> _What is being asked_: Your answer must be the full listing, repeated word for word.
####
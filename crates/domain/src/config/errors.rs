#[derive(Debug, thiserror::Error)]
pub enum ConfigError {
    #[error("Failed to read config file {0}: {1}")]
    FileRead(String, String),

    #[error("Failed to parse config: {0}")]
    Parse(String),

    #[error("Configuration validation error: {0}")]
    Validation(String),
}
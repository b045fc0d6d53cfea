mod clock;
mod log_store;

pub use clock::{Clock, SystemClock};
pub use log_store::{LogBatchTransaction, LogStore, LogStoreConnection};
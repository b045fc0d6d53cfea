use serde::{Deserialize, Serialize};

use super::database::DatabaseConfig;
use super::errors::ConfigError;
use super::logging::LoggingConfig;
use super::request_logging::RequestLoggingConfig;
use super::retention::RetentionConfig;
use super::server::ServerConfig;

const LOCAL_CONFIG_PATH: &str = "jenkin.toml";
const SYSTEM_CONFIG_PATH: &str = "/etc/jenkin/config.toml";

/// Main configuration structure for Jenkin
#[derive(Debug, Clone, Deserialize, Serialize, Default)]
pub struct Config {
    /// Web server configuration (port, bind address)
    #[serde(default)]
    pub server: ServerConfig,

    /// Logging configuration
    #[serde(default)]
    pub logging: LoggingConfig,

    /// Log store configuration
    #[serde(default)]
    pub database: DatabaseConfig,

    /// Log retention job configuration
    #[serde(default)]
    pub retention: RetentionConfig,

    /// HTTP request/response logging configuration
    #[serde(default)]
    pub request_logging: RequestLoggingConfig,
}

impl Config {
    /// Load configuration from file or use defaults
    ///
    /// Priority order:
    /// 1. Explicitly provided path
    /// 2. jenkin.toml in current directory
    /// 3. /etc/jenkin/config.toml
    /// 4. Default configuration
    ///
    /// CLI overrides are applied on top and the result is validated.
    pub fn load(path: Option<&str>, cli_overrides: CliOverrides) -> Result<Self, ConfigError> {
        let mut config = if let Some(path) = path {
            Self::from_file(path)?
        } else if std::path::Path::new(LOCAL_CONFIG_PATH).exists() {
            Self::from_file(LOCAL_CONFIG_PATH)?
        } else if std::path::Path::new(SYSTEM_CONFIG_PATH).exists() {
            Self::from_file(SYSTEM_CONFIG_PATH)?
        } else {
            Self::default()
        };

        config.apply_cli_overrides(cli_overrides);
        config.validate()?;
        Ok(config)
    }

    /// Load configuration from a specific file
    fn from_file(path: &str) -> Result<Self, ConfigError> {
        let contents = std::fs::read_to_string(path)
            .map_err(|e| ConfigError::FileRead(path.to_string(), e.to_string()))?;
        Self::from_toml(&contents)
    }

    pub fn from_toml(contents: &str) -> Result<Self, ConfigError> {
        toml::from_str(contents).map_err(|e| ConfigError::Parse(e.to_string()))
    }

    /// Apply command-line overrides to configuration
    fn apply_cli_overrides(&mut self, overrides: CliOverrides) {
        if let Some(port) = overrides.web_port {
            self.server.web_port = port;
        }
        if let Some(bind) = overrides.bind_address {
            self.server.bind_address = bind;
        }
        if let Some(url) = overrides.database_url {
            self.database.url = url;
        }
        if let Some(level) = overrides.log_level {
            self.logging.level = level;
        }
        if let Some(days) = overrides.retention_days {
            self.retention.retention_days = days;
        }
    }

    /// Validate configuration
    pub fn validate(&self) -> Result<(), ConfigError> {
        if self.server.web_port == 0 {
            return Err(ConfigError::Validation("Web port cannot be 0".to_string()));
        }

        if self.database.url.trim().is_empty() {
            return Err(ConfigError::Validation(
                "Database url cannot be empty".to_string(),
            ));
        }

        if self.retention.batch_size == 0 {
            return Err(ConfigError::Validation(
                "Retention batch_size must be greater than 0".to_string(),
            ));
        }

        if self.retention.enabled && self.retention.interval_secs == 0 {
            return Err(ConfigError::Validation(
                "Retention interval_secs must be greater than 0".to_string(),
            ));
        }

        if self.request_logging.max_body_bytes == 0 {
            return Err(ConfigError::Validation(
                "Request logging max_body_bytes must be greater than 0".to_string(),
            ));
        }

        if self.request_logging.max_buffer_bytes < self.request_logging.max_body_bytes {
            return Err(ConfigError::Validation(
                "Request logging max_buffer_bytes cannot be smaller than max_body_bytes"
                    .to_string(),
            ));
        }

        if !self.request_logging.path_prefix.starts_with('/') {
            return Err(ConfigError::Validation(format!(
                "Request logging path_prefix '{}' must start with '/'",
                self.request_logging.path_prefix
            )));
        }

        Ok(())
    }
}

/// Command-line overrides for configuration
#[derive(Debug, Default)]
pub struct CliOverrides {
    pub web_port: Option<u16>,
    pub bind_address: Option<String>,
    pub database_url: Option<String>,
    pub log_level: Option<String>,
    pub retention_days: Option<u32>,
}
pub mod log_retention;
pub mod runner;

pub use log_retention::LogRetentionJob;
pub use runner::JobRunner;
####
> _Answer below_:
filename crates/domain/src/config/errors.rs
#[derive(Debug, thiserror::Error)]
pub enum ConfigError {
    #[error("Failed to read config file {0}: {1}")]
    FileRead(String, String),

    #[error("Failed to parse config: {0}")]
    Parse(String),

    #[error("Configuration validation error: {0}")]
    Validation(String),
}
repository b045fc0d6d53cfea
mod clock;
mod log_store;

pub use clock::{Clock, SystemClock};
pub use log_store::{LogBatchTransaction, LogStore, LogStoreConnection};
repository b045fc0d6d53cfea
use serde::{Deserialize, Serialize};

use super::database::DatabaseConfig;
use super::errors::ConfigError;
use super::logging::LoggingConfig;
use super::request_logging::RequestLoggingConfig;
use super::retention::RetentionConfig;
use super::server::ServerConfig;

const LOCAL_CONFIG_PATH: &str = "jenkin.toml";
const SYSTEM_CONFIG_PATH: &str = "/etc/jenkin/config.toml";

/// Main configuration structure for Jenkin
#[derive(Debug, Clone, Deserialize, Serialize, Default)]
pub struct Config {
    /// Web server configuration (port, bind address)
    #[serde(default)]
    pub server: ServerConfig,

    /// Logging configuration
    #[serde(default)]
    pub logging: LoggingConfig,

    /// Log store configuration
    #[serde(default)]
    pub database: DatabaseConfig,

    /// Log retention job configuration
    #[serde(default)]
    pub retention: RetentionConfig,

    /// HTTP request/response logging configuration
    #[serde(default)]
    pub request_logging: RequestLoggingConfig,
}

impl Config {
    /// Load configuration from file or use defaults
    ///
    /// Priority order:
    /// 1. Explicitly provided path
    /// 2. jenkin.toml in current directory
    /// 3. /etc/jenkin/config.toml
    /// 4. Default configuration
    ///
    /// CLI overrides are applied on top and the result is validated.
    pub fn load(path: Option<&str>, cli_overrides: CliOverrides) -> Result<Self, ConfigError> {
        let mut config = if let Some(path) = path {
            Self::from_file(path)?
        } else if std::path::Path::new(LOCAL_CONFIG_PATH).exists() {
            Self::from_file(LOCAL_CONFIG_PATH)?
        } else if std::path::Path::new(SYSTEM_CONFIG_PATH).exists() {
            Self::from_file(SYSTEM_CONFIG_PATH)?
        } else {
            Self::default()
        };

        config.apply_cli_overrides(cli_overrides);
        config.validate()?;
        Ok(config)
    }

    /// Load configuration from a specific file
    fn from_file(path: &str) -> Result<Self, ConfigError> {
        let contents = std::fs::read_to_string(path)
            .map_err(|e| ConfigError::FileRead(path.to_string(), e.to_string()))?;
        Self::from_toml(&contents)
    }

    pub fn from_toml(contents: &str) -> Result<Self, ConfigError> {
        toml::from_str(contents).map_err(|e| ConfigError::Parse(e.to_string()))
    }

    /// Apply command-line overrides to configuration
    fn apply_cli_overrides(&mut self, overrides: CliOverrides) {
        if let Some(port) = overrides.web_port {
            self.server.web_port = port;
        }
        if let Some(bind) = overrides.bind_address {
            self.server.bind_address = bind;
        }
        if let Some(url) = overrides.database_url {
            self.database.url = url;
        }
        if let Some(level) = overrides.log_level {
            self.logging.level = level;
        }
        if let Some(days) = overrides.retention_days {
            self.retention.retention_days = days;
        }
    }

    /// Validate configuration
    pub fn validate(&self) -> Result<(), ConfigError> {
        if self.server.web_port == 0 {
            return Err(ConfigError::Validation("Web port cannot be 0".to_string()));
        }

        if self.database.url.trim().is_empty() {
            return Err(ConfigError::Validation(
                "Database url cannot be empty".to_string(),
            ));
        }

        if self.retention.batch_size == 0 {
            return Err(ConfigError::Validation(
                "Retention batch_size must be greater than 0".to_string(),
            ));
        }

        if self.retention.enabled && self.retention.interval_secs == 0 {
            return Err(ConfigError::Validation(
                "Retention interval_secs must be greater than 0".to_string(),
            ));
        }

        if self.request_logging.max_body_bytes == 0 {
            return Err(ConfigError::Validation(
                "Request logging max_body_bytes must be greater than 0".to_string(),
            ));
        }

        if self.request_logging.max_buffer_bytes < self.request_logging.max_body_bytes {
            return Err(ConfigError::Validation(
                "Request logging max_buffer_bytes cannot be smaller than max_body_bytes"
                    .to_string(),
            ));
        }

        if !self.request_logging.path_prefix.starts_with('/') {
            return Err(ConfigError::Validation(format!(
                "Request logging path_prefix '{}' must start with '/'",
                self.request_logging.path_prefix
            )));
        }

        Ok(())
    }
}

/// Command-line overrides for configuration
#[derive(Debug, Default)]
pub struct CliOverrides {
    pub web_port: Option<u16>,
    pub bind_address: Option<String>,
    pub database_url: Option<String>,
    pub log_level: Option<String>,
    pub retention_days: Option<u32>,
}
pub mod log_retention;
pub mod runner;

pub use log_retention::LogRetentionJob;
pub use runner::JobRunner;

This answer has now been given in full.